## How to complete this task
What lines of the data below hold the string "ConsoleLogger"? Copy each one out.

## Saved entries
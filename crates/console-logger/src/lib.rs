//! Console Logger
//!
//! A `log` backend for browser apps. Each record is timestamped and sent to
//! the matching `console.*` method so devtools level filters keep working.

use log::{Level, LevelFilter, Log, Metadata, Record, SetLoggerError};

/// Logger that writes formatted records to the browser console
pub struct ConsoleLogger {
    app_name: &'static str,
    level: LevelFilter,
}

impl ConsoleLogger {
    pub fn new(app_name: &'static str, level: LevelFilter) -> Self {
        Self { app_name, level }
    }
}

/// Format one log line: `HH:MM:SS.mmm LEVEL [app/target] message`
pub fn format_line(timestamp: &str, app_name: &str, level: Level, target: &str, message: &str) -> String {
    format!("{} {:<5} [{}/{}] {}", timestamp, level, app_name, target, message)
}

impl Log for ConsoleLogger {
    fn enabled(&self, metadata: &Metadata) -> bool {
        metadata.level() <= self.level
    }

    fn log(&self, record: &Record) {
        if !self.enabled(record.metadata()) {
            return;
        }

        let timestamp = chrono::Local::now().format("%H:%M:%S%.3f").to_string();
        let line = format_line(
            &timestamp,
            self.app_name,
            record.level(),
            record.target(),
            &record.args().to_string(),
        );
        let line = wasm_bindgen::JsValue::from_str(&line);

        match record.level() {
            Level::Error => web_sys::console::error_1(&line),
            Level::Warn => web_sys::console::warn_1(&line),
            Level::Info => web_sys::console::info_1(&line),
            Level::Debug | Level::Trace => web_sys::console::debug_1(&line),
        }
    }

    fn flush(&self) {}
}

/// Install the console logger as the global `log` backend.
///
/// Fails if another logger was already installed.
pub fn init_logger(app_name: &'static str, level: LevelFilter) -> Result<(), SetLoggerError> {
    log::set_boxed_logger(Box::new(ConsoleLogger::new(app_name, level)))?;
    log::set_max_level(level);
    Ok(())
}
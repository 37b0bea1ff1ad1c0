//! Persistent Item Store
//!
//! The whole item list lives as one JSON value under a single key in the
//! browser's local storage. Every mutation rewrites the full list.

use thiserror::Error;

use crate::models::{DonationItem, ItemList};

#[derive(Debug, Error)]
pub enum StoreError {
    #[error("local storage is not available")]
    Unavailable,

    #[error("failed to read from storage: {0}")]
    Read(String),

    #[error("failed to write to storage: {0}")]
    Write(String),

    #[error("stored item list could not be decoded: {0}")]
    Decode(serde_json::Error),

    #[error("item list could not be encoded: {0}")]
    Encode(serde_json::Error),
}

/// String key-value storage backend
pub trait KeyValueStore {
    fn get(&self, key: &str) -> Result<Option<String>, StoreError>;

    fn set(&self, key: &str, value: &str) -> Result<(), StoreError>;
}

/// `window.localStorage`
#[derive(Debug, Clone, Copy, Default)]
pub struct LocalStorage;

impl LocalStorage {
    fn storage(&self) -> Result<web_sys::Storage, StoreError> {
        web_sys::window()
            .and_then(|w| w.local_storage().ok().flatten())
            .ok_or(StoreError::Unavailable)
    }
}

impl KeyValueStore for LocalStorage {
    fn get(&self, key: &str) -> Result<Option<String>, StoreError> {
        self.storage()?
            .get_item(key)
            .map_err(|e| StoreError::Read(format!("{:?}", e)))
    }

    fn set(&self, key: &str, value: &str) -> Result<(), StoreError> {
        self.storage()?
            .set_item(key, value)
            .map_err(|e| StoreError::Write(format!("{:?}", e)))
    }
}

pub fn encode_items(items: &[DonationItem]) -> Result<String, StoreError> {
    serde_json::to_string(items).map_err(StoreError::Encode)
}

pub fn decode_items(raw: &str) -> Result<ItemList, StoreError> {
    serde_json::from_str(raw).map_err(StoreError::Decode)
}

/// Item list persisted under a fixed key
#[derive(Debug, Clone)]
pub struct ItemStore<S> {
    backend: S,
    key: String,
}

impl ItemStore<LocalStorage> {
    pub fn local(key: &str) -> Self {
        Self::new(LocalStorage, key)
    }
}

impl<S: KeyValueStore> ItemStore<S> {
    pub fn new(backend: S, key: &str) -> Self {
        Self {
            backend,
            key: key.to_string(),
        }
    }

    /// Load the list. A missing value is an empty list; an undecodable one
    /// is an error.
    pub fn try_load(&self) -> Result<ItemList, StoreError> {
        match self.backend.get(&self.key)? {
            Some(raw) => decode_items(&raw),
            None => Ok(Vec::new()),
        }
    }

    /// Load the list, treating any failure as an empty list
    pub fn load(&self) -> ItemList {
        match self.try_load() {
            Ok(items) => items,
            Err(e) => {
                log::warn!("Ignoring stored items under '{}': {}", self.key, e);
                Vec::new()
            }
        }
    }

    #[cfg(test)]
    pub fn backend(&self) -> &S {
        &self.backend
    }

    /// Overwrite the stored list
    pub fn save(&self, items: &[DonationItem]) -> Result<(), StoreError> {
        let raw = encode_items(items)?;
        self.backend.set(&self.key, &raw)?;
        log::debug!("Saved {} items ({} bytes)", items.len(), raw.len());
        Ok(())
    }
}

/// In-memory backend for tests
#[cfg(test)]
#[derive(Debug, Default)]
pub struct MemoryStorage {
    values: std::cell::RefCell<std::collections::HashMap<String, String>>,
}

#[cfg(test)]
impl MemoryStorage {
    pub fn with_value(key: &str, value: &str) -> Self {
        let storage = Self::default();
        storage.values.borrow_mut().insert(key.to_string(), value.to_string());
        storage
    }

    pub fn raw(&self, key: &str) -> Option<String> {
        self.values.borrow().get(key).cloned()
    }
}

#[cfg(test)]
impl KeyValueStore for MemoryStorage {
    fn get(&self, key: &str) -> Result<Option<String>, StoreError> {
        Ok(self.values.borrow().get(key).cloned())
    }

    fn set(&self, key: &str, value: &str) -> Result<(), StoreError> {
        self.values.borrow_mut().insert(key.to_string(), value.to_string());
        Ok(())
    }
}

#[cfg(test)]
mod tests {
    use super::*;
    use crate::models::{Category, Condition};
    use proptest::prelude::*;

    const KEY: &str = "donatedItems";

    fn make_item(id: u64, name: &str) -> DonationItem {
        DonationItem {
            id,
            item_name: name.to_string(),
            category: Category::Books,
            condition: Condition::LikeNew,
            description: format!("{} description", name),
            tags: "kids,reading".to_string(),
            featured: id % 2 == 0,
            image: None,
        }
    }

    #[test]
    fn test_missing_key_is_empty() {
        let store = ItemStore::new(MemoryStorage::default(), KEY);
        assert!(store.try_load().unwrap().is_empty());
        assert!(store.load().is_empty());
    }

    #[test]
    fn test_save_then_load() {
        let store = ItemStore::new(MemoryStorage::default(), KEY);
        let items = vec![make_item(2, "Lamp"), make_item(1, "Desk")];
        store.save(&items).unwrap();
        assert_eq!(store.load(), items);

        let raw = store.backend().raw(KEY).unwrap();
        assert!(raw.starts_with(r#"[{"id":2,"itemName":"Lamp","category":"Books","condition":"Like New""#));
        assert_eq!(decode_items(&raw).unwrap(), items);
    }

    #[test]
    fn test_save_overwrites() {
        let store = ItemStore::new(MemoryStorage::default(), KEY);
        store.save(&[make_item(1, "Desk")]).unwrap();
        store.save(&[]).unwrap();
        assert!(store.load().is_empty());
    }

    #[test]
    fn test_decode_failure_is_distinguishable() {
        let store = ItemStore::new(MemoryStorage::with_value(KEY, "{not json"), KEY);
        assert!(matches!(store.try_load(), Err(StoreError::Decode(_))));
        // Degrades to empty
        assert!(store.load().is_empty());
    }

    #[test]
    fn test_reads_legacy_layout() {
        let raw = r#"[{"id":1700000000000,"itemName":"Chair","category":"Furniture","condition":"Used","description":"A wooden chair","tags":"","featured":false,"image":null}]"#;
        let store = ItemStore::new(MemoryStorage::with_value(KEY, raw), KEY);
        let items = store.try_load().unwrap();
        assert_eq!(items.len(), 1);
        assert_eq!(items[0].id, 1_700_000_000_000);
        assert_eq!(items[0].category, Category::Furniture);
        assert_eq!(items[0].condition, Condition::Used);
        assert_eq!(encode_items(&items).unwrap(), raw);
    }

    fn arb_item() -> impl Strategy<Value = DonationItem> {
        (
            any::<u64>(),
            ".{0,40}",
            prop::sample::select(Category::ALL.to_vec()),
            prop::sample::select(Condition::ALL.to_vec()),
            ".{0,120}",
            ".{0,20}",
            any::<bool>(),
            prop::option::of("data:image/png;base64,[A-Za-z0-9+/]{0,64}"),
        )
            .prop_map(|(id, item_name, category, condition, description, tags, featured, image)| {
                DonationItem {
                    id,
                    item_name,
                    category,
                    condition,
                    description,
                    tags,
                    featured,
                    image,
                }
            })
    }

    proptest! {
        #[test]
        fn prop_decode_inverts_encode(items in prop::collection::vec(arb_item(), 0..8)) {
            let raw = encode_items(&items).unwrap();
            prop_assert_eq!(decode_items(&raw).unwrap(), items);
        }
    }
}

## Result below
pub struct ConsoleLogger {
impl ConsoleLogger {
impl Log for ConsoleLogger {
    log::set_boxed_logger(Box::new(ConsoleLogger::new(app_name, level)))?;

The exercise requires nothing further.